Conference paper Open Access
Narcís Sayols; Alessio Sozzi; Nicola Piccinelli; Albert Hernansanz; Alicia Casals; Marcello Bonfè; Riccardo Muradore
Nowadays, one of the most appealing and debated challenge in robotic surgery is the introduction of certain levels of autonomy in robot behaviour [1] implying technical advances in scene understanding and situation awareness, decision making, collision-free motion planning and environment interaction. The growth of R&D projects for autonomous surgical robotics (e.g. EU funded I-SUR, MURAB and SARAS) demonstrates the confidence and the expectations of the medical community on the benefits of such technologies. SARAS aims to develop assistive surgical robots for laparoscopic MIS, autonomously operating in the same workspace of either a teleoperated surgical robot or a manually driven surgical tool. The auxiliary robots autonomously decide which task perform to assist the main surgeon, planning motions for executing the task considering the dynamics of human driven tools and patient's organs (predictable only within a short time horizon). This paper proposes a control architecture for surgical robotic assistive tasks in MIS using a hierarchical multi-level Finite State Machine (hFSM) as the cognitive control and a two-layered motion planner for the execution of the task. The hFSM models the operation starting from atomic actions to progressively build up more complex levels. The twolayer architecture of the motion planner merges the benefits of an offline geometric path construction method with those of online trajectory reconfiguration and reactive adaptation. At a global level, the path is built according to the initial knowledge of the operating scene and the requirements of the surgical tasks.

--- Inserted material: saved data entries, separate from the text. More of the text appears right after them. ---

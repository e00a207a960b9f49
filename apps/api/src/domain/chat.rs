// Chat domain
// Append-only conversations between two users, read by polling

use chrono::{DateTime, Utc};
use serde::Serialize;
use uuid::Uuid;

use super::errors::AppError;

pub const MAX_MESSAGE_LENGTH: usize = 2000;

/// A conversation between exactly two users, optionally about a listing
#[derive(Debug, Clone, PartialEq, Serialize)]
#[serde(rename_all = "camelCase")]
pub struct Conversation {
    pub id: Uuid,
    pub participants: [Uuid; 2],
    pub property_id: Option<Uuid>,
    pub created_at: DateTime<Utc>,
    pub last_message_at: Option<DateTime<Utc>>,
}

impl Conversation {
    /// Opens a conversation; participants are stored in a canonical order
    pub fn open(a: Uuid, b: Uuid, property_id: Option<Uuid>) -> Result<Self, AppError> {
        if a == b {
            return Err(AppError::invalid(
                "participantId",
                "Cannot start a conversation with yourself",
            ));
        }
        Ok(Self {
            id: Uuid::new_v4(),
            participants: Self::canonical(a, b),
            property_id,
            created_at: Utc::now(),
            last_message_at: None,
        })
    }

    pub fn canonical(a: Uuid, b: Uuid) -> [Uuid; 2] {
        if a <= b {
            [a, b]
        } else {
            [b, a]
        }
    }

    pub fn includes(&self, user_id: Uuid) -> bool {
        self.participants.contains(&user_id)
    }

    /// Last activity, used to sort conversation lists
    pub fn activity_at(&self) -> DateTime<Utc> {
        self.last_message_at.unwrap_or(self.created_at)
    }
}

#[derive(Debug, Clone, PartialEq, Serialize)]
#[serde(rename_all = "camelCase")]
pub struct ChatMessage {
    pub id: Uuid,
    pub conversation_id: Uuid,
    pub sender_id: Uuid,
    pub content: String,
    pub created_at: DateTime<Utc>,
}

impl ChatMessage {
    pub fn new(conversation_id: Uuid, sender_id: Uuid, content: &str) -> Result<Self, AppError> {
        let content = content.trim();
        if content.is_empty() {
            return Err(AppError::invalid("content", "Message cannot be empty"));
        }
        if content.chars().count() > MAX_MESSAGE_LENGTH {
            return Err(AppError::invalid(
                "content",
                format!("Message cannot exceed {} characters", MAX_MESSAGE_LENGTH),
            ));
        }
        Ok(Self {
            id: Uuid::new_v4(),
            conversation_id,
            sender_id,
            content: content.to_string(),
            created_at: Utc::now(),
        })
    }
}

/// Where a polling client resumes reading a message log
///
/// `After` names the last message the client has seen and never skips a
/// message stored with the same timestamp. `Since` compares timestamps only.
#[derive(Debug, Clone, Copy, PartialEq, Eq)]
pub enum MessageCursor {
    Since(DateTime<Utc>),
    After(Uuid),
}
//! In-memory repository implementations
//!
//! Used when no database is configured and by the test suite. Each
//! collection sits behind a `tokio::sync::RwLock`, so every repository call
//! is applied atomically with respect to concurrent requests.

use async_trait::async_trait;
use std::collections::HashMap;
use tokio::sync::RwLock;
use uuid::Uuid;

use crate::domain::chat::{ChatMessage, Conversation, MessageCursor};
use crate::domain::errors::{AppError, StoreError};
use crate::domain::property::{Property, PropertyFilter};
use crate::domain::repositories::{
    ChatRepository, PropertyRepository, SubscriptionRepository, UserEdit, UserRepository,
};
use crate::domain::subscription::Subscription;
use crate::domain::user::{Email, User};

#[derive(Default)]
pub struct InMemoryUserRepository {
    users: RwLock<HashMap<Uuid, User>>,
}

impl InMemoryUserRepository {
    pub fn new() -> Self {
        Self::default()
    }
}

#[async_trait]
impl UserRepository for InMemoryUserRepository {
    async fn create(&self, user: &User) -> Result<Uuid, StoreError> {
        let mut users = self.users.write().await;
        if users.values().any(|u| u.email == user.email) {
            return Err(StoreError::Conflict(format!(
                "email {} already registered",
                user.email
            )));
        }
        if users.contains_key(&user.id) {
            return Err(StoreError::Conflict(format!("user {} exists", user.id)));
        }
        users.insert(user.id, user.clone());
        Ok(user.id)
    }

    async fn find_by_id(&self, id: Uuid) -> Result<Option<User>, StoreError> {
        Ok(self.users.read().await.get(&id).cloned())
    }

    async fn find_by_email(&self, email: &Email) -> Result<Option<User>, StoreError> {
        Ok(self
            .users
            .read()
            .await
            .values()
            .find(|u| &u.email == email)
            .cloned())
    }

    async fn update(&self, user: &User) -> Result<(), StoreError> {
        let mut users = self.users.write().await;
        replace_user(&mut users, user.clone())
    }

    async fn modify(&self, id: Uuid, edit: UserEdit) -> Result<User, AppError> {
        let mut users = self.users.write().await;
        let mut user = users
            .get(&id)
            .cloned()
            .ok_or_else(|| AppError::NotFound(format!("User not found: {}", id)))?;

        edit(&mut user)?;
        replace_user(&mut users, user.clone())?;
        Ok(user)
    }
}

fn replace_user(users: &mut HashMap<Uuid, User>, user: User) -> Result<(), StoreError> {
    if users
        .values()
        .any(|u| u.id != user.id && u.email == user.email)
    {
        return Err(StoreError::Conflict(format!(
            "email {} already registered",
            user.email
        )));
    }
    match users.get_mut(&user.id) {
        Some(stored) => {
            *stored = user;
            Ok(())
        }
        None => Err(StoreError::NotFound),
    }
}

#[derive(Default)]
pub struct InMemoryPropertyRepository {
    properties: RwLock<HashMap<Uuid, Property>>,
}

impl InMemoryPropertyRepository {
    pub fn new() -> Self {
        Self::default()
    }
}

fn newest_first(mut properties: Vec<Property>) -> Vec<Property> {
    properties.sort_by(|a, b| {
        b.featured
            .cmp(&a.featured)
            .then_with(|| b.created_at.cmp(&a.created_at))
    });
    properties
}

#[async_trait]
impl PropertyRepository for InMemoryPropertyRepository {
    async fn create(&self, property: &Property) -> Result<(), StoreError> {
        let mut properties = self.properties.write().await;
        if properties.contains_key(&property.id) {
            return Err(StoreError::Conflict(format!(
                "property {} exists",
                property.id
            )));
        }
        properties.insert(property.id, property.clone());
        Ok(())
    }

    async fn find_by_id(&self, id: Uuid) -> Result<Option<Property>, StoreError> {
        Ok(self.properties.read().await.get(&id).cloned())
    }

    async fn list(&self, filter: &PropertyFilter) -> Result<Vec<Property>, StoreError> {
        let properties = self.properties.read().await;
        Ok(newest_first(
            properties
                .values()
                .filter(|p| filter.matches(p))
                .cloned()
                .collect(),
        ))
    }

    async fn list_by_agency(&self, agency_id: Uuid) -> Result<Vec<Property>, StoreError> {
        let properties = self.properties.read().await;
        let mut owned: Vec<Property> = properties
            .values()
            .filter(|p| p.agency_id == agency_id)
            .cloned()
            .collect();
        owned.sort_by(|a, b| b.created_at.cmp(&a.created_at));
        Ok(owned)
    }

    async fn count_by_agency(&self, agency_id: Uuid) -> Result<u64, StoreError> {
        let properties = self.properties.read().await;
        Ok(properties
            .values()
            .filter(|p| p.agency_id == agency_id)
            .count() as u64)
    }

    async fn increment_views(&self, id: Uuid) -> Result<i64, StoreError> {
        let mut properties = self.properties.write().await;
        let property = properties.get_mut(&id).ok_or(StoreError::NotFound)?;
        property.views += 1;
        Ok(property.views)
    }
}

#[derive(Default)]
pub struct InMemorySubscriptionRepository {
    subscriptions: RwLock<HashMap<Uuid, Subscription>>,
}

impl InMemorySubscriptionRepository {
    pub fn new() -> Self {
        Self::default()
    }
}

#[async_trait]
impl SubscriptionRepository for InMemorySubscriptionRepository {
    async fn create(&self, subscription: &Subscription) -> Result<(), StoreError> {
        let mut subscriptions = self.subscriptions.write().await;
        if subscriptions
            .values()
            .any(|s| s.payment_intent_id() == subscription.payment_intent_id())
        {
            return Err(StoreError::Conflict(format!(
                "payment intent {} already used",
                subscription.payment_intent_id()
            )));
        }
        subscriptions.insert(subscription.id(), subscription.clone());
        Ok(())
    }

    async fn find_by_id(&self, id: Uuid) -> Result<Option<Subscription>, StoreError> {
        Ok(self.subscriptions.read().await.get(&id).cloned())
    }

    async fn find_by_payment_intent(
        &self,
        payment_intent_id: &str,
    ) -> Result<Option<Subscription>, StoreError> {
        Ok(self
            .subscriptions
            .read()
            .await
            .values()
            .find(|s| s.payment_intent_id() == payment_intent_id)
            .cloned())
    }

    async fn list_by_user(&self, user_id: Uuid) -> Result<Vec<Subscription>, StoreError> {
        let subscriptions = self.subscriptions.read().await;
        let mut owned: Vec<Subscription> = subscriptions
            .values()
            .filter(|s| s.user_id() == user_id)
            .cloned()
            .collect();
        owned.sort_by(|a, b| b.start_date().cmp(&a.start_date()));
        Ok(owned)
    }

    async fn update(&self, subscription: &Subscription) -> Result<(), StoreError> {
        let mut subscriptions = self.subscriptions.write().await;
        match subscriptions.get_mut(&subscription.id()) {
            Some(stored) => {
                *stored = subscription.clone();
                Ok(())
            }
            None => Err(StoreError::NotFound),
        }
    }
}

#[derive(Default)]
struct ChatState {
    conversations: HashMap<Uuid, Conversation>,
    messages: HashMap<Uuid, Vec<ChatMessage>>,
}

#[derive(Default)]
pub struct InMemoryChatRepository {
    state: RwLock<ChatState>,
}

impl InMemoryChatRepository {
    pub fn new() -> Self {
        Self::default()
    }
}

#[async_trait]
impl ChatRepository for InMemoryChatRepository {
    async fn find_or_create_conversation(
        &self,
        candidate: Conversation,
    ) -> Result<Conversation, StoreError> {
        let mut state = self.state.write().await;
        if let Some(existing) = state
            .conversations
            .values()
            .find(|c| c.participants == candidate.participants)
        {
            return Ok(existing.clone());
        }
        state
            .conversations
            .insert(candidate.id, candidate.clone());
        Ok(candidate)
    }

    async fn find_conversation(&self, id: Uuid) -> Result<Option<Conversation>, StoreError> {
        Ok(self.state.read().await.conversations.get(&id).cloned())
    }

    async fn list_conversations_for_user(
        &self,
        user_id: Uuid,
    ) -> Result<Vec<Conversation>, StoreError> {
        let state = self.state.read().await;
        let mut conversations: Vec<Conversation> = state
            .conversations
            .values()
            .filter(|c| c.includes(user_id))
            .cloned()
            .collect();
        conversations.sort_by(|a, b| b.activity_at().cmp(&a.activity_at()));
        Ok(conversations)
    }

    async fn append_message(&self, message: &ChatMessage) -> Result<(), StoreError> {
        let mut state = self.state.write().await;
        let conversation = state
            .conversations
            .get_mut(&message.conversation_id)
            .ok_or(StoreError::NotFound)?;
        conversation.last_message_at = Some(message.created_at);
        state
            .messages
            .entry(message.conversation_id)
            .or_default()
            .push(message.clone());
        Ok(())
    }

    async fn list_messages(
        &self,
        conversation_id: Uuid,
        cursor: Option<MessageCursor>,
    ) -> Result<Vec<ChatMessage>, StoreError> {
        let state = self.state.read().await;
        let log = match state.messages.get(&conversation_id) {
            Some(log) => log.as_slice(),
            None if matches!(cursor, Some(MessageCursor::After(_))) => {
                return Err(StoreError::NotFound)
            }
            None => return Ok(Vec::new()),
        };

        let messages = match cursor {
            None => log.to_vec(),
            Some(MessageCursor::Since(since)) => log
                .iter()
                .filter(|m| m.created_at > since)
                .cloned()
                .collect(),
            Some(MessageCursor::After(id)) => {
                let seen = log
                    .iter()
                    .position(|m| m.id == id)
                    .ok_or(StoreError::NotFound)?;
                log[seen + 1..].to_vec()
            }
        };
        Ok(messages)
    }
}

Then, the path is reconfigured with respect to the dynamic environment using artificial potential fields [2]. Finally, a local level computes the robot trajectory, preserving collision-free property even in presence of obstacles with small diameter (i.e. the manually driver surgical instruments), by enforcing a velocity modulation technique derived from the Dynamical Systems (DS) based approach of [3].